Never a freighter blows for a canal lock but some Prince Edward boy's ears tingle. This fine old county still sends forth its sons to all five basins of the Great Lakes at fitting-out time, though the barley days and the schooners that made the Bay of Quinte famous have long since passed.
Besides the sailors who go from Prince Edward in the spring and come back in the fall, there are the fishermen who ear the harvests of Soup Harbor and Point Traverse, and the False Ducks and the Main Duck and the Duckling; and the farmers who fill the canning factories and the dairy trucks. They come from miles around to Cherry Valley. The little church holds six hundred when packed to the ceiling. It stands out like a lighthouse in a sea of automobiles with new license plates. So hath it been and so will it be.
These annual Mariners' Services are largely the inspiration of Capt. Nelson Palmateer, retired schooner man and steamboat skipper. His fine granite tombstone stands proudly in the cemetery, but his fine weather-beaten form will be noteworthy in the Captains' Row in the church to-morrow, as it has been for many years past, and as it will be, please God, for many years to come.
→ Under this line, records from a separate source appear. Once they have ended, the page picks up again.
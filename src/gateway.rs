//! Service layer binding the contract's function surface to a connection
//!
//! One operation per trade-finance primitive. Every operation validates its
//! inputs locally first, lazily connects exactly once if no connection is
//! live, converts decimal amounts through the codec, then submits through
//! the lifecycle manager and reports the outcome to the notifier.
use std::sync::Arc;

use tracing::debug;

use crate::address::Address;
use crate::amount::{self, Currency, MinorUnits};
use crate::call::{Arg, CallData, Function};
use crate::connector::ProviderConnector;
use crate::error::ClientError;
use crate::lifecycle::{ClientConfig, TxLifecycle};
use crate::notify::{Notice, Notifier};
use crate::provider::{Provider, Receipt, SubmittedCall};
use crate::status;
use crate::types::{InvoiceStatus, LcStatus, TimeStamp};

pub struct ContractGateway {
    provider: Arc<dyn Provider>,
    connector: Arc<ProviderConnector>,
    lifecycle: TxLifecycle,
    notifier: Arc<dyn Notifier>,
}

impl ContractGateway {
    pub fn new(
        provider: Arc<dyn Provider>,
        notifier: Arc<dyn Notifier>,
        config: ClientConfig,
    ) -> Self {
        let connector = Arc::new(ProviderConnector::new(Arc::clone(&provider)));
        let lifecycle = TxLifecycle::new(Arc::clone(&provider), config);
        Self {
            provider,
            connector,
            lifecycle,
            notifier,
        }
    }

    /// The connector backing this gateway, for connection events and the
    /// cached address.
    pub fn connector(&self) -> &Arc<ProviderConnector> {
        &self.connector
    }

    // Invoice operations

    pub async fn create_invoice(
        &self,
        id: &str,
        amount: &str,
        currency: Currency,
        exporter: Address,
        importer: Address,
        due_date: TimeStamp<chrono::Utc>,
    ) -> Result<Receipt, ClientError> {
        require_id(id)?;
        let amount = amount::to_minor_units(amount, currency)?;
        let due = due_date.unix_seconds();
        if due <= 0 {
            return Err(ClientError::InvalidArgument(
                "due date precedes the unix epoch".into(),
            ));
        }

        let call = CallData::new(Function::CreateInvoice)
            .arg(Arg::Str(id.to_owned()))
            .arg(Arg::Amount(amount))
            .arg(Arg::Addr(exporter))
            .arg(Arg::Addr(importer))
            .arg(Arg::Uint(due as u64));
        self.execute("create_invoice", call, MinorUnits::ZERO).await
    }

    pub async fn approve_invoice(&self, id: &str) -> Result<Receipt, ClientError> {
        require_id(id)?;
        let call = CallData::new(Function::ApproveInvoice).arg(Arg::Str(id.to_owned()));
        self.execute("approve_invoice", call, MinorUnits::ZERO).await
    }

    /// Pay an approved invoice. The amount rides as the value transferred
    /// with the call, atomically with submission.
    pub async fn pay_invoice(
        &self,
        id: &str,
        amount: &str,
        currency: Currency,
    ) -> Result<Receipt, ClientError> {
        require_id(id)?;
        let value = amount::to_minor_units(amount, currency)?;

        let call = CallData::new(Function::PayInvoice).arg(Arg::Str(id.to_owned()));
        self.execute("pay_invoice", call, value).await
    }

    pub async fn invoice_status(&self, id: &str) -> Result<InvoiceStatus, ClientError> {
        require_id(id)?;
        let call = CallData::new(Function::GetInvoiceStatus).arg(Arg::Str(id.to_owned()));
        let code = self.read_status_code(call).await?;
        status::invoice_status(code)
    }

    // Letter-of-credit operations

    pub async fn create_letter_of_credit(
        &self,
        id: &str,
        importer: Address,
        exporter: Address,
        amount: &str,
        currency: Currency,
        terms: &str,
    ) -> Result<Receipt, ClientError> {
        require_id(id)?;
        if terms.trim().is_empty() {
            return Err(ClientError::InvalidArgument("terms are empty".into()));
        }
        let value = amount::to_minor_units(amount, currency)?;

        let call = CallData::new(Function::CreateLetterOfCredit)
            .arg(Arg::Str(id.to_owned()))
            .arg(Arg::Addr(importer))
            .arg(Arg::Addr(exporter))
            .arg(Arg::Amount(value))
            .arg(Arg::Str(terms.to_owned()));
        // Payable: the issued amount is escrowed at creation.
        self.execute("create_letter_of_credit", call, value).await
    }

    pub async fn approve_lc_documents(&self, id: &str) -> Result<Receipt, ClientError> {
        require_id(id)?;
        let call = CallData::new(Function::ApproveLcDocuments).arg(Arg::Str(id.to_owned()));
        self.execute("approve_lc_documents", call, MinorUnits::ZERO)
            .await
    }

    pub async fn reject_lc_documents(&self, id: &str, reason: &str) -> Result<Receipt, ClientError> {
        require_id(id)?;
        if reason.trim().is_empty() {
            return Err(ClientError::InvalidArgument(
                "rejection reason is empty".into(),
            ));
        }
        let call = CallData::new(Function::RejectLcDocuments)
            .arg(Arg::Str(id.to_owned()))
            .arg(Arg::Str(reason.to_owned()));
        self.execute("reject_lc_documents", call, MinorUnits::ZERO)
            .await
    }

    pub async fn release_lc_payment(&self, id: &str) -> Result<Receipt, ClientError> {
        require_id(id)?;
        let call = CallData::new(Function::ReleaseLcPayment).arg(Arg::Str(id.to_owned()));
        self.execute("release_lc_payment", call, MinorUnits::ZERO)
            .await
    }

    pub async fn lc_status(&self, id: &str) -> Result<LcStatus, ClientError> {
        require_id(id)?;
        let call = CallData::new(Function::GetLcStatus).arg(Arg::Str(id.to_owned()));
        let code = self.read_status_code(call).await?;
        status::lc_status(code)
    }

    // Supply-chain-financing operations

    pub async fn create_supply_chain_financing(
        &self,
        id: &str,
        supplier: Address,
        buyer: Address,
        amount: &str,
        currency: Currency,
        interest_rate_bps: u32,
        duration_periods: u32,
    ) -> Result<Receipt, ClientError> {
        require_id(id)?;
        if duration_periods == 0 {
            return Err(ClientError::InvalidArgument(
                "duration must be at least one period".into(),
            ));
        }
        let amount = amount::to_minor_units(amount, currency)?;

        let call = CallData::new(Function::CreateSupplyChainFinancing)
            .arg(Arg::Str(id.to_owned()))
            .arg(Arg::Addr(supplier))
            .arg(Arg::Addr(buyer))
            .arg(Arg::Amount(amount))
            .arg(Arg::Uint(interest_rate_bps as u64))
            .arg(Arg::Uint(duration_periods as u64));
        self.execute("create_supply_chain_financing", call, MinorUnits::ZERO)
            .await
    }

    /// Approve and disburse: the principal rides as the value transferred.
    pub async fn approve_supply_chain_financing(
        &self,
        id: &str,
        amount: &str,
        currency: Currency,
    ) -> Result<Receipt, ClientError> {
        require_id(id)?;
        let value = amount::to_minor_units(amount, currency)?;

        let call =
            CallData::new(Function::ApproveSupplyChainFinancing).arg(Arg::Str(id.to_owned()));
        self.execute("approve_supply_chain_financing", call, value)
            .await
    }

    /// Repay principal plus interest; the repayment rides as the value.
    pub async fn repay_supply_chain_financing(
        &self,
        id: &str,
        amount: &str,
        currency: Currency,
    ) -> Result<Receipt, ClientError> {
        require_id(id)?;
        let value = amount::to_minor_units(amount, currency)?;

        let call = CallData::new(Function::RepaySupplyChainFinancing).arg(Arg::Str(id.to_owned()));
        self.execute("repay_supply_chain_financing", call, value)
            .await
    }

    // Shared plumbing

    /// Cached address if live, otherwise a single implicit connect attempt.
    /// A failed connect aborts the operation with the connector's error.
    async fn ensure_connected(&self) -> Result<Address, ClientError> {
        if let Some(address) = self.connector.current_address() {
            return Ok(address);
        }
        debug!("no live connection, connecting implicitly");
        let connection = self.connector.connect().await?;
        connection
            .active_address
            .ok_or(ClientError::ProviderUnavailable)
    }

    async fn execute(
        &self,
        operation: &'static str,
        call: CallData,
        value: MinorUnits,
    ) -> Result<Receipt, ClientError> {
        let result = async {
            let from = self.ensure_connected().await?;
            let pending = self.lifecycle.submit(SubmittedCall { from, value, call }).await?;
            self.lifecycle.await_mined(pending).await
        }
        .await;

        match &result {
            Ok(receipt) => self.notifier.notify(Notice::success(
                operation,
                format!("confirmed in transaction {}", receipt.tx_hash),
            )),
            Err(err) => self
                .notifier
                .notify(Notice::failure(operation, err.to_string())),
        }
        result
    }

    async fn read_status_code(&self, call: CallData) -> Result<u8, ClientError> {
        self.ensure_connected().await?;
        let bytes = self.provider.read_call(call).await?;
        bytes
            .first()
            .copied()
            .ok_or_else(|| ClientError::Network("empty status response".into()))
    }
}

fn require_id(id: &str) -> Result<(), ClientError> {
    if id.trim().is_empty() {
        return Err(ClientError::InvalidArgument("id is empty".into()));
    }
    Ok(())
}
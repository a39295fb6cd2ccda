//! Mapping between ledger status codes and domain lifecycle states
//!
//! Unknown codes surface as [`ClientError::UnrecognizedStatus`] instead of a
//! default mapping, so schema drift between client and contract fails loudly.
use crate::error::ClientError;
use crate::types::{InvoiceStatus, LcStatus};

pub fn invoice_status(code: u8) -> Result<InvoiceStatus, ClientError> {
    match code {
        0 => Ok(InvoiceStatus::Created),
        1 => Ok(InvoiceStatus::Approved),
        2 => Ok(InvoiceStatus::Paid),
        3 => Ok(InvoiceStatus::Rejected),
        4 => Ok(InvoiceStatus::Expired),
        code => Err(ClientError::UnrecognizedStatus { code }),
    }
}

pub fn lc_status(code: u8) -> Result<LcStatus, ClientError> {
    match code {
        0 => Ok(LcStatus::Created),
        1 => Ok(LcStatus::DocumentsSubmitted),
        2 => Ok(LcStatus::DocumentsApproved),
        3 => Ok(LcStatus::PaymentReleased),
        4 => Ok(LcStatus::DocumentsRejected),
        5 => Ok(LcStatus::Expired),
        code => Err(ClientError::UnrecognizedStatus { code }),
    }
}

impl InvoiceStatus {
    pub fn code(&self) -> u8 {
        match self {
            InvoiceStatus::Created => 0,
            InvoiceStatus::Approved => 1,
            InvoiceStatus::Paid => 2,
            InvoiceStatus::Rejected => 3,
            InvoiceStatus::Expired => 4,
        }
    }
}

impl LcStatus {
    pub fn code(&self) -> u8 {
        match self {
            LcStatus::Created => 0,
            LcStatus::DocumentsSubmitted => 1,
            LcStatus::DocumentsApproved => 2,
            LcStatus::PaymentReleased => 3,
            LcStatus::DocumentsRejected => 4,
            LcStatus::Expired => 5,
        }
    }
}
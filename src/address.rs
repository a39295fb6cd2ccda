//! Fixed-length ledger account identifiers
use std::fmt;
use std::str::FromStr;

use crate::error::ClientError;

pub const ADDRESS_LEN: usize = 20;

/// A 20-byte ledger account id. Text form is `0x` followed by 40 hex digits.
#[derive(Debug, Clone, Copy, PartialEq, Eq, Hash)]
pub struct Address([u8; ADDRESS_LEN]);

impl Address {
    pub fn from_hex(text: &str) -> Result<Self, ClientError> {
        let digits = text.strip_prefix("0x").unwrap_or(text);
        if digits.len() != ADDRESS_LEN * 2 {
            return Err(ClientError::InvalidArgument(format!(
                "address '{text}' must be {} hex digits",
                ADDRESS_LEN * 2
            )));
        }
        let bytes = hex::decode(digits)
            .map_err(|e| ClientError::InvalidArgument(format!("address '{text}': {e}")))?;
        let mut raw = [0u8; ADDRESS_LEN];
        raw.copy_from_slice(&bytes);
        Ok(Self(raw))
    }

    pub fn from_bytes(raw: [u8; ADDRESS_LEN]) -> Self {
        Self(raw)
    }

    pub fn as_bytes(&self) -> &[u8; ADDRESS_LEN] {
        &self.0
    }
}

impl fmt::Display for Address {
    fn fmt(&self, f: &mut fmt::Formatter<'_>) -> fmt::Result {
        write!(f, "0x{}", hex::encode(self.0))
    }
}

impl FromStr for Address {
    type Err = ClientError;

    fn from_str(s: &str) -> Result<Self, Self::Err> {
        Self::from_hex(s)
    }
}

impl<C> minicbor::Encode<C> for Address {
    fn encode<W: minicbor::encode::Write>(
        &self,
        e: &mut minicbor::Encoder<W>,
        ctx: &mut C,
    ) -> Result<(), minicbor::encode::Error<W::Error>> {
        self.0.encode(e, ctx)
    }
}

impl<'b, C> minicbor::Decode<'b, C> for Address {
    fn decode(d: &mut minicbor::Decoder<'b>, _: &mut C) -> Result<Self, minicbor::decode::Error> {
        let raw: [u8; ADDRESS_LEN] = d.decode()?;
        Ok(Address(raw))
    }
}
It takes a fore-handed man to arrange these services, and that is what Capt. Nelson-Palmateer is. The granite obelisk which marks his grave-plot, with all but the last figure of the date filled in, is just another example of sailorly fore-handedness; of doing what a man's hand finds to do with a man's might.
But to the "Silent St. Lawrence."
The War of 1812 had dragged on for three years. When it began we British had a ship and a few brigs on Lake Ontario; paltry little things, no bigger than stonehookers, poorly armed, poorly manned. The Americans were even worse off. They had only one brig, and she was such a slug they could not get her to work to windward.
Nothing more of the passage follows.